Find and copy every line in the records that includes the string "UnknownCategory".
::::::
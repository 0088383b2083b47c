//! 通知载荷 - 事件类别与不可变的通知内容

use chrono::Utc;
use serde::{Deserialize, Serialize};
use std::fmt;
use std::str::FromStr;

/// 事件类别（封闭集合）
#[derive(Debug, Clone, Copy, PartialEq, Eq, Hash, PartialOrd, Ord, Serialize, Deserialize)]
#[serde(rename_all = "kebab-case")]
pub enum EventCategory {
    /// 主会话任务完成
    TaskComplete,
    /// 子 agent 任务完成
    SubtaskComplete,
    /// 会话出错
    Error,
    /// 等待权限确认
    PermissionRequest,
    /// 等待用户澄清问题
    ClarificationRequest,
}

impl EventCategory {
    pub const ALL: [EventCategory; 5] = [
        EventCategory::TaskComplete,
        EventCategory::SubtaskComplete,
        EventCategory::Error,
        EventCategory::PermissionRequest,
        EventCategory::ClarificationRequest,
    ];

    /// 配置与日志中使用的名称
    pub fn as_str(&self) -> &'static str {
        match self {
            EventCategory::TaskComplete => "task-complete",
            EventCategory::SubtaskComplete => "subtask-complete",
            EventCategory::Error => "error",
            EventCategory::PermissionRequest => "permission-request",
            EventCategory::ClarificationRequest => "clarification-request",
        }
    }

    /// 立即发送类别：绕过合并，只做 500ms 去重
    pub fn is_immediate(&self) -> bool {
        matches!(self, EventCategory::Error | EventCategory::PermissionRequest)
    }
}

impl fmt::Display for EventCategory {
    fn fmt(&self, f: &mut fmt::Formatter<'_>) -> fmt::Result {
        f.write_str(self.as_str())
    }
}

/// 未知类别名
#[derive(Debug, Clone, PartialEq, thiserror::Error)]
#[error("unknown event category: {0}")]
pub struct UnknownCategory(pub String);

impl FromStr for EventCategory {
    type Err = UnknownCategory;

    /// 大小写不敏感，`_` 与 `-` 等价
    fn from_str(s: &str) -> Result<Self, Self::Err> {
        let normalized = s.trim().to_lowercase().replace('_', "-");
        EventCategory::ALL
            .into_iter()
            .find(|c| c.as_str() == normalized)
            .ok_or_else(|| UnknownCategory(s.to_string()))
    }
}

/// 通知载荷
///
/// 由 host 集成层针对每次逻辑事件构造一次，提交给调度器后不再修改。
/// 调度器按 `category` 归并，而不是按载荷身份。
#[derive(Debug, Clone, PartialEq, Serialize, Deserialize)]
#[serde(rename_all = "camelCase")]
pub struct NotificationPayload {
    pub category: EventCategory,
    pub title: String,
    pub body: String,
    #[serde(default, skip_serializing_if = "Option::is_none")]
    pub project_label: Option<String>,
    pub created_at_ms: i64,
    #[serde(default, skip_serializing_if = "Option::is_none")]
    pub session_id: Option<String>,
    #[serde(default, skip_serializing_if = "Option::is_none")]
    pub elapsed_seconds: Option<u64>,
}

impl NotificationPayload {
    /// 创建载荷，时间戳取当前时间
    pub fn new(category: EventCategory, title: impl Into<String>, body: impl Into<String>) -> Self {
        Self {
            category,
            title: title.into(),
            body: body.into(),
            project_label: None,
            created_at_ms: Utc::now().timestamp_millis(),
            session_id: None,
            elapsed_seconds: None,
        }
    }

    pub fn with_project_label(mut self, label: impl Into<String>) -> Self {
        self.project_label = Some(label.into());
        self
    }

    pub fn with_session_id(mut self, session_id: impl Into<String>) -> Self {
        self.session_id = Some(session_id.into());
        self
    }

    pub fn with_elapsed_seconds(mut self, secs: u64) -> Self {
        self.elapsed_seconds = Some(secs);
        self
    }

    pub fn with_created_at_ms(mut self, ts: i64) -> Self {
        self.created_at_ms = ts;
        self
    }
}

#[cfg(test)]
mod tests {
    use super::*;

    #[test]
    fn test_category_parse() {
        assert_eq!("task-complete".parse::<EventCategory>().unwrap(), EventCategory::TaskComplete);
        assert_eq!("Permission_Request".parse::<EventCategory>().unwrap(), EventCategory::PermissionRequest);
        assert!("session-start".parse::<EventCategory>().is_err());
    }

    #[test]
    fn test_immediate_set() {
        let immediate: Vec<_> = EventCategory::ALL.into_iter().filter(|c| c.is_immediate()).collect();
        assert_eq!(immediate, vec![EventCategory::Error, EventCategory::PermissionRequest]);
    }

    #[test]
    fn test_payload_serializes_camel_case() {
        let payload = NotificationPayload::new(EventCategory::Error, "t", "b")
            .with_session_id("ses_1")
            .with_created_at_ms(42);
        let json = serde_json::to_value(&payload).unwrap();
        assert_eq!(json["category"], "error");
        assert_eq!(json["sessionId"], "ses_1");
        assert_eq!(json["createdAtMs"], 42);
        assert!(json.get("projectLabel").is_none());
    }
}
::::::
— RESULT OF THIS EXERCISE —
pub struct UnknownCategory(pub String);
    type Err = UnknownCategory;
            .ok_or_else(|| UnknownCategory(s.to_string()))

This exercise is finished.